Just as it will be easier to challenge new regulations that restrict business activity, the end of Chevron’s compliance will make it easier to legally attack deregulatory efforts. Both Democratic and Republican administrations will face a more difficult approach in implementing their preferred policies. In this sense, the real winner may be the status quo, as change of any kind becomes harder to achieve.

In addition, there are practical considerations that could disproportionately affect Republican administrations. Regulatory agency staff and legal staff tend to lean Democratic, creating a talent deficit in conservative administrations. This imbalance could make it harder for Republican-led agencies to craft legal arguments that can withstand increased judicial scrutiny.

It’s also worth noting that conservative jurists, including the late Justice Antonin Scalia, were once among the staunchest defenders of the Chevron doctrine. They saw it as a way to curb the influence of activist judges. While the pendulum may have swung too far toward empowering federal agencies under Chevron, the risk is that we’re now overcorrecting in the opposite direction—toward giving judges too much power.

Perhaps most troubling is the lack of a clear alternative framework to replace Chevron. If we return to an era of judicial activism, in which courts feel emboldened to create precedents more or less from scratch, we may miss the relative predictability of the Chevron era.

Some optimists believe that ending the deference to Chevron could spur Congress to take a more active role in policymaking, perhaps by writing clearer, more detailed legislation. But that hope likely overstates lawmakers’ willingness to change long-standing practices. The incentives that lead to unclear laws—including the need for compromise and the willingness to hand over difficult decisions to other branches of government—remain firmly in place.

Still, after Chevron, courts will have to pay more attention to the text of congressional statutes, increasing Congress’s indirect influence even if congressional behavior remains unchanged.

Still, the most significant changes are likely to occur in the interaction between the executive and judicial branches. Even here, however, the impact may be less dramatic than some predict. Judges, like members of Congress, often prefer to avoid making difficult decisions that could later lead to retaliation. They may also fear overwhelming the judicial system with a flood of regulatory challenges. As a result, we may see the emergence of new forms of deference that are based on a different logic from Chevron but serve a similar function.
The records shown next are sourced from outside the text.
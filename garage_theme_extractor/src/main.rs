mod config;
mod errors;
mod summary;


use std::path::PathBuf;

use clap::Parser;
use garage_theme::{generate_json_config, generate_python_config, Provenance, ThemeApplier, ThemePackage};
use tracing::debug;

use crate::config::load_config;
use crate::errors::ExtractorError;
use crate::summary::{theme_summary, INTEGRATION_SNIPPET};


/// Extracts the theme colors of a presentation template into generated configuration files.
#[derive(Parser)]
#[command(name = "theme_extractor")]
struct Opts {
    /// Path to the template package.
    pub template: PathBuf,

    /// Output Python module (default: theme_config.py).
    #[arg(short, long)]
    pub python: Option<PathBuf>,

    /// Output JSON sidecar (default: theme_colors.json).
    #[arg(short, long)]
    pub json: Option<PathBuf>,

    /// Apply the template's theme to this presentation, in place.
    #[arg(short, long, value_name = "PPTX")]
    pub apply_to: Option<PathBuf>,

    /// Only patch the color swatches of --apply-to, using colors from this JSON sidecar or Python module.
    #[arg(long, value_name = "COLORS", requires = "apply_to")]
    pub patch_from: Option<PathBuf>,

    /// Print example code for importing the generated module.
    #[arg(short = 'i', long)]
    pub show_integration: bool,

    /// Configuration file (default: theme_extractor.toml, if present).
    #[arg(long, value_name = "TOML")]
    pub config: Option<PathBuf>,
}


fn run() -> Result<(), ExtractorError> {
    // set up tracing
    let (stderr_non_blocking, _guard) = tracing_appender::non_blocking::NonBlockingBuilder::default()
        .lossy(false)
        .finish(std::io::stderr());
    tracing_subscriber::fmt()
        .with_env_filter(tracing_subscriber::EnvFilter::from_default_env())
        .with_writer(stderr_non_blocking)
        .init();

    let opts = Opts::parse();
    run_with(&opts)
}

/// Extracts, generates and applies as requested. Nothing is written unless extraction succeeds.
fn run_with(opts: &Opts) -> Result<(), ExtractorError> {
    let config = load_config(opts.config.as_deref())?;
    debug!("hex policy: {:?}", config.hex_policy);

    // extract
    println!("Extracting theme from: {}", opts.template.display());
    let theme = ThemePackage::open(&opts.template)?
        .extract_theme(config.hex_policy)?;
    println!();
    println!("{}", theme_summary(&theme));

    // generate
    println!();
    println!("Generating config files:");
    let provenance = Provenance::now(&opts.template, &theme);
    let python_path = generate_python_config(config.python_output(opts.python.as_deref()), &theme, &provenance)?;
    println!("  Python: {}", python_path.display());
    let json_path = generate_json_config(config.json_output(opts.json.as_deref()), &theme, &provenance)?;
    println!("  JSON:   {}", json_path.display());

    // apply
    if let Some(target) = &opts.apply_to {
        println!();
        let output = match &opts.patch_from {
            Some(color_source) => {
                println!("Patching theme colors of {} from {}", target.display(), color_source.display());
                ThemeApplier::from_color_source(color_source)?
                    .apply_colors_to_theme_xml(target, None)?
            },
            None => {
                println!("Applying theme to: {}", target.display());
                ThemeApplier::copy_theme_from_template(&opts.template, target, None)?
            },
        };
        println!("  Theme applied: {}", output.display());
    }

    if opts.show_integration {
        println!("{}", INTEGRATION_SNIPPET);
    }

    println!();
    println!("Done!");
    println!();
    println!("To use in your code:");
    println!("    from theme_config import THEME_COLORS, ACCENT_COLORS");
    Ok(())
}

fn main() {
    let result = run();

    std::process::exit(
        match result {
            Ok(()) => 0,
            Err(e) => {
                eprintln!("{}", e);
                1
            },
        }
    )
}


#[cfg(test)]
mod tests {
    use super::*;
    use clap::CommandFactory;
    use std::fs::{self, File};
    use std::io::Write;
    use std::path::Path;
    use tempfile::TempDir;
    use zip::write::{SimpleFileOptions, ZipWriter};

    const THEME_XML: &str = concat!(
        r#"<?xml version="1.0" encoding="UTF-8" standalone="yes"?>"#,
        r#"<a:theme xmlns:a="http://schemas.openxmlformats.org/drawingml/2006/main" name="Garage Brand">"#,
        r#"<a:themeElements><a:clrScheme name="Garage">"#,
        r#"<a:dk1><a:srgbClr val="000000"/></a:dk1>"#,
        r#"<a:accent1><a:srgbClr val="00325C"/></a:accent1>"#,
        r#"</a:clrScheme></a:themeElements>"#,
        r#"</a:theme>"#,
    );

    fn write_package(path: &Path, members: &[(&str, &str)]) {
        let mut writer = ZipWriter::new(File::create(path).unwrap());
        for (name, data) in members {
            writer.start_file(*name, SimpleFileOptions::default()).unwrap();
            writer.write_all(data.as_bytes()).unwrap();
        }
        writer.finish().unwrap();
    }

    fn opts_in(dir: &Path, template: PathBuf) -> Opts {
        let config = dir.join("empty.toml");
        fs::write(&config, "").unwrap();
        Opts {
            template,
            python: Some(dir.join("theme_config.py")),
            json: Some(dir.join("theme_colors.json")),
            apply_to: None,
            patch_from: None,
            show_integration: false,
            config: Some(config),
        }
    }

    #[test]
    fn test_command_definition() {
        Opts::command().debug_assert();
    }

    #[test]
    fn test_parse_arguments() {
        let opts = Opts::try_parse_from([
            "theme_extractor", "template.pptx", "-p", "cfg.py", "--json", "cfg.json", "-a", "deck.pptx", "-i",
        ]).unwrap();
        assert_eq!(opts.template, PathBuf::from("template.pptx"));
        assert_eq!(opts.python, Some(PathBuf::from("cfg.py")));
        assert_eq!(opts.json, Some(PathBuf::from("cfg.json")));
        assert_eq!(opts.apply_to, Some(PathBuf::from("deck.pptx")));
        assert_eq!(opts.patch_from, None);
        assert!(opts.show_integration);
        assert_eq!(opts.config, None);

        let opts = Opts::try_parse_from(["theme_extractor", "template.pptx"]).unwrap();
        assert_eq!(opts.python, None);
        assert!(!opts.show_integration);
    }

    #[test]
    fn test_patch_requires_target() {
        assert!(Opts::try_parse_from(["theme_extractor", "t.pptx", "--patch-from", "c.json"]).is_err());
        let opts = Opts::try_parse_from([
            "theme_extractor", "t.pptx", "--apply-to", "d.pptx", "--patch-from", "c.json",
        ]).unwrap();
        assert_eq!(opts.patch_from, Some(PathBuf::from("c.json")));
        assert!(Opts::try_parse_from(["theme_extractor"]).is_err());
    }

    #[test]
    fn test_missing_theme_writes_nothing() {
        let dir = TempDir::new().unwrap();
        let template = dir.path().join("themeless.pptx");
        write_package(&template, &[
            ("[Content_Types].xml", "<Types/>"),
            ("ppt/presentation.xml", "<presentation/>"),
        ]);
        let opts = opts_in(dir.path(), template);

        let result = run_with(&opts);
        assert!(matches!(result, Err(ExtractorError::Theme(garage_theme::Error::ThemeNotFound { .. }))));
        assert!(!opts.python.as_ref().unwrap().exists());
        assert!(!opts.json.as_ref().unwrap().exists());

        let missing = opts_in(dir.path(), dir.path().join("missing.pptx"));
        let result = run_with(&missing);
        assert!(matches!(result, Err(ExtractorError::Theme(garage_theme::Error::FileNotFound { .. }))));
        assert!(!missing.python.as_ref().unwrap().exists());
    }

    #[test]
    fn test_extraction_writes_both_outputs() {
        let dir = TempDir::new().unwrap();
        let template = dir.path().join("template.pptx");
        write_package(&template, &[
            ("[Content_Types].xml", "<Types/>"),
            ("ppt/presentation.xml", "<presentation/>"),
            ("ppt/theme/theme1.xml", THEME_XML),
        ]);
        let opts = opts_in(dir.path(), template);

        run_with(&opts).unwrap();
        let python = fs::read_to_string(opts.python.as_ref().unwrap()).unwrap();
        assert!(python.contains("\"accent1\": \"00325C\""));
        let json = fs::read_to_string(opts.json.as_ref().unwrap()).unwrap();
        assert!(json.contains("Garage Brand"));
    }
}
use sxd_document::dom::{Document, Element};


pub(crate) const NS_DRAWINGML: &str = "http://schemas.openxmlformats.org/drawingml/2006/main";
pub(crate) const NS_DRAWINGML_STRICT: &str = "http://purl.oclc.org/ooxml/drawingml/main";
pub(crate) const NS_OFFDOC_RELS: &str = "http://schemas.openxmlformats.org/officeDocument/2006/relationships";
pub(crate) const NS_PRESENTATIONML: &str = "http://schemas.openxmlformats.org/presentationml/2006/main";


/// Prefixes to use for namespaces when writing elements into an existing document.
///
/// Color swatches written while patching a theme take their prefix from this table. If the role
/// element spells the namespace with another prefix, the swatch declares the table's prefix itself.
#[derive(Clone, Debug, Eq, Hash, PartialEq)]
pub struct NamespaceTable {
    entries: Vec<(String, String)>,
}
impl NamespaceTable {
    pub fn empty() -> Self {
        Self { entries: Vec::new() }
    }

    pub fn with_prefix<P: Into<String>, N: Into<String>>(mut self, prefix: P, namespace_uri: N) -> Self {
        let prefix = prefix.into();
        let namespace_uri = namespace_uri.into();
        self.entries.retain(|(p, n)| p != &prefix && n != &namespace_uri);
        self.entries.push((prefix, namespace_uri));
        self
    }

    pub fn prefix_for(&self, namespace_uri: &str) -> Option<&str> {
        self.entries.iter()
            .filter(|(_, n)| n == namespace_uri)
            .map(|(p, _)| p.as_str())
            .nth(0)
    }

    pub fn namespace_for(&self, prefix: &str) -> Option<&str> {
        self.entries.iter()
            .filter(|(p, _)| p == prefix)
            .map(|(_, n)| n.as_str())
            .nth(0)
    }
}
impl Default for NamespaceTable {
    fn default() -> Self {
        Self::empty()
            .with_prefix("a", NS_DRAWINGML)
            .with_prefix("r", NS_OFFDOC_RELS)
            .with_prefix("p", NS_PRESENTATIONML)
    }
}


/// Whether an element in this namespace (or in none) counts as DrawingML.
pub(crate) fn is_drawingml_namespace(namespace_uri: Option<&str>) -> bool {
    match namespace_uri {
        None => true,
        Some(ns) => ns == NS_DRAWINGML || ns == NS_DRAWINGML_STRICT,
    }
}


pub(crate) trait DocExt<'d> {
    fn root_element(&self) -> Option<Element<'d>>;
}
impl<'d> DocExt<'d> for Document<'d> {
    fn root_element(&self) -> Option<Element<'d>> {
        self
            .root()
            .children().into_iter()
            .filter_map(|c| c.element())
            .nth(0)
    }
}

pub(crate) trait ElemExt<'d> {
    /// Whether the element is the DrawingML element with the given local name.
    ///
    /// Both the transitional and the strict DrawingML namespaces are accepted, as are elements
    /// without any namespace.
    fn is_drawingml(&self, name: &str) -> bool;

    fn child_elements(&self) -> Vec<Element<'d>>;
    fn collect_descendants_into(&self, buf: &mut Vec<Element<'d>>);
    fn non_empty_attribute_value(&self, name: &str) -> Option<&'d str>;

    fn child_elements_named_dml(&self, name: &str) -> Vec<Element<'d>> {
        self.child_elements()
            .into_iter()
            .filter(|e| e.is_drawingml(name))
            .collect()
    }

    /// Returns this element and all elements below it, in document order.
    fn descendants_or_self(&self) -> Vec<Element<'d>> {
        let mut buf = Vec::new();
        self.collect_descendants_into(&mut buf);
        buf
    }
}
impl<'d> ElemExt<'d> for Element<'d> {
    fn is_drawingml(&self, name: &str) -> bool {
        let my_name = self.name();
        if my_name.local_part() != name {
            return false;
        }
        is_drawingml_namespace(my_name.namespace_uri())
    }

    fn child_elements(&self) -> Vec<Element<'d>> {
        self.children()
            .into_iter()
            .filter_map(|c| c.element())
            .collect()
    }

    fn collect_descendants_into(&self, buf: &mut Vec<Element<'d>>) {
        buf.push(*self);
        for child in self.child_elements() {
            child.collect_descendants_into(buf);
        }
    }

    fn non_empty_attribute_value(&self, name: &str) -> Option<&'d str> {
        self.attribute_value(name)
            .filter(|v| v.len() > 0)
    }
}
pub mod apply;
pub mod color;
pub mod emit;
pub mod package;
pub mod semantic;
pub mod theme;
mod xml;
#[cfg(test)]
mod test_util;


use std::fmt;
use std::io;
use std::path::PathBuf;

use zip::result::ZipError;

pub use crate::apply::{load_raw_colors, ColorSourceKind, ThemeApplier};
pub use crate::color::{HexPolicy, Rgb};
pub use crate::emit::{generate_json_config, generate_python_config, Provenance};
pub use crate::package::ThemePackage;
pub use crate::semantic::{AccentPalette, SemanticColorMap, SemanticSlot};
pub use crate::theme::{ExtractedTheme, FontRole, FontScheme, ThemeColorSet, ThemeRole};
pub use crate::xml::NamespaceTable;


#[derive(Debug)]
pub enum Error {
    FileNotFound { path: PathBuf },
    ThemeNotFound { path: PathBuf },
    OpeningPackage { path: PathBuf, zip_error: ZipError },
    ReadingFileWithinPackage { member: String, zip_error: ZipError },
    ReadingBytesWithinPackage { member: String, io_error: io::Error },
    ExtractingPackage { path: PathBuf, zip_error: ZipError },
    WritingPackage { path: PathBuf, zip_error: ZipError },
    Io { path: PathBuf, io_error: io::Error },
    ThemeNotUtf8 { member: String, utf8_error: std::string::FromUtf8Error },
    XmlParsingFailed { member: String, parse_error: sxd_document::parser::Error },
    MissingRootElement { member: String },
    RewritingXml { member: String, xml_error: quick_xml::Error },
    EncodingJson { path: PathBuf, json_error: serde_json::Error },
    DecodingJson { path: PathBuf, json_error: serde_json::Error },
    UnsupportedColorSource { path: PathBuf },
    MalformedColorModule { path: PathBuf, reason: String },
}
impl fmt::Display for Error {
    fn fmt(&self, f: &mut fmt::Formatter<'_>) -> fmt::Result {
        match self {
            Self::FileNotFound { path }
                => write!(f, "file not found: {}", path.display()),
            Self::ThemeNotFound { path }
                => write!(f, "no theme file found in package {}", path.display()),
            Self::OpeningPackage { path, zip_error }
                => write!(f, "ZIP format error while opening package {}: {}", path.display(), zip_error),
            Self::ReadingFileWithinPackage { member, zip_error }
                => write!(f, "ZIP error while opening path {:?} from package: {}", member, zip_error),
            Self::ReadingBytesWithinPackage { member, io_error }
                => write!(f, "input/output error while reading path {:?} from package: {}", member, io_error),
            Self::ExtractingPackage { path, zip_error }
                => write!(f, "failed to extract package {}: {}", path.display(), zip_error),
            Self::WritingPackage { path, zip_error }
                => write!(f, "failed to write package {}: {}", path.display(), zip_error),
            Self::Io { path, io_error }
                => write!(f, "input/output error on {}: {}", path.display(), io_error),
            Self::ThemeNotUtf8 { member, utf8_error }
                => write!(f, "theme file {:?} is not valid UTF-8: {}", member, utf8_error),
            Self::XmlParsingFailed { member, parse_error }
                => write!(f, "failed to parse file {:?} as XML: {}", member, parse_error),
            Self::MissingRootElement { member }
                => write!(f, "XML file {:?} is missing a root element", member),
            Self::RewritingXml { member, xml_error }
                => write!(f, "failed to rewrite XML file {:?}: {}", member, xml_error),
            Self::EncodingJson { path, json_error }
                => write!(f, "failed to encode JSON for {}: {}", path.display(), json_error),
            Self::DecodingJson { path, json_error }
                => write!(f, "failed to decode JSON from {}: {}", path.display(), json_error),
            Self::UnsupportedColorSource { path }
                => write!(f, "cannot load theme colors from {}: expected a .json or .py file", path.display()),
            Self::MalformedColorModule { path, reason }
                => write!(f, "generated module {} is malformed: {}", path.display(), reason),
        }
    }
}
impl std::error::Error for Error {
    fn source(&self) -> Option<&(dyn std::error::Error + 'static)> {
        match self {
            Self::FileNotFound { .. } => None,
            Self::ThemeNotFound { .. } => None,
            Self::OpeningPackage { zip_error, .. } => Some(zip_error),
            Self::ReadingFileWithinPackage { zip_error, .. } => Some(zip_error),
            Self::ReadingBytesWithinPackage { io_error, .. } => Some(io_error),
            Self::ExtractingPackage { zip_error, .. } => Some(zip_error),
            Self::WritingPackage { zip_error, .. } => Some(zip_error),
            Self::Io { io_error, .. } => Some(io_error),
            Self::ThemeNotUtf8 { utf8_error, .. } => Some(utf8_error),
            Self::XmlParsingFailed { parse_error, .. } => Some(parse_error),
            Self::MissingRootElement { .. } => None,
            Self::RewritingXml { xml_error, .. } => Some(xml_error),
            Self::EncodingJson { json_error, .. } => Some(json_error),
            Self::DecodingJson { json_error, .. } => Some(json_error),
            Self::UnsupportedColorSource { .. } => None,
            Self::MalformedColorModule { .. } => None,
        }
    }
}
impl Error {
    pub(crate) fn io<P: Into<PathBuf>>(path: P, io_error: io::Error) -> Self {
        Self::Io { path: path.into(), io_error }
    }
}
In other words, the fundamental balance of our regulatory system may prove more resilient than many expect. Institutional incentives—such as avoiding blame or managing burden—tend to have a stronger impact than abstract legal philosophies. That’s simply human nature, and no Supreme Court decision can overturn these basic realities.

As we navigate the post-Chevron landscape, the real test will be whether our judicial system can impose more appropriate constraints on agency power without becoming more overtly politicized. Only time will tell whether ending deference to Chevron represents a step forward in governance or merely moving from one set of problems to another.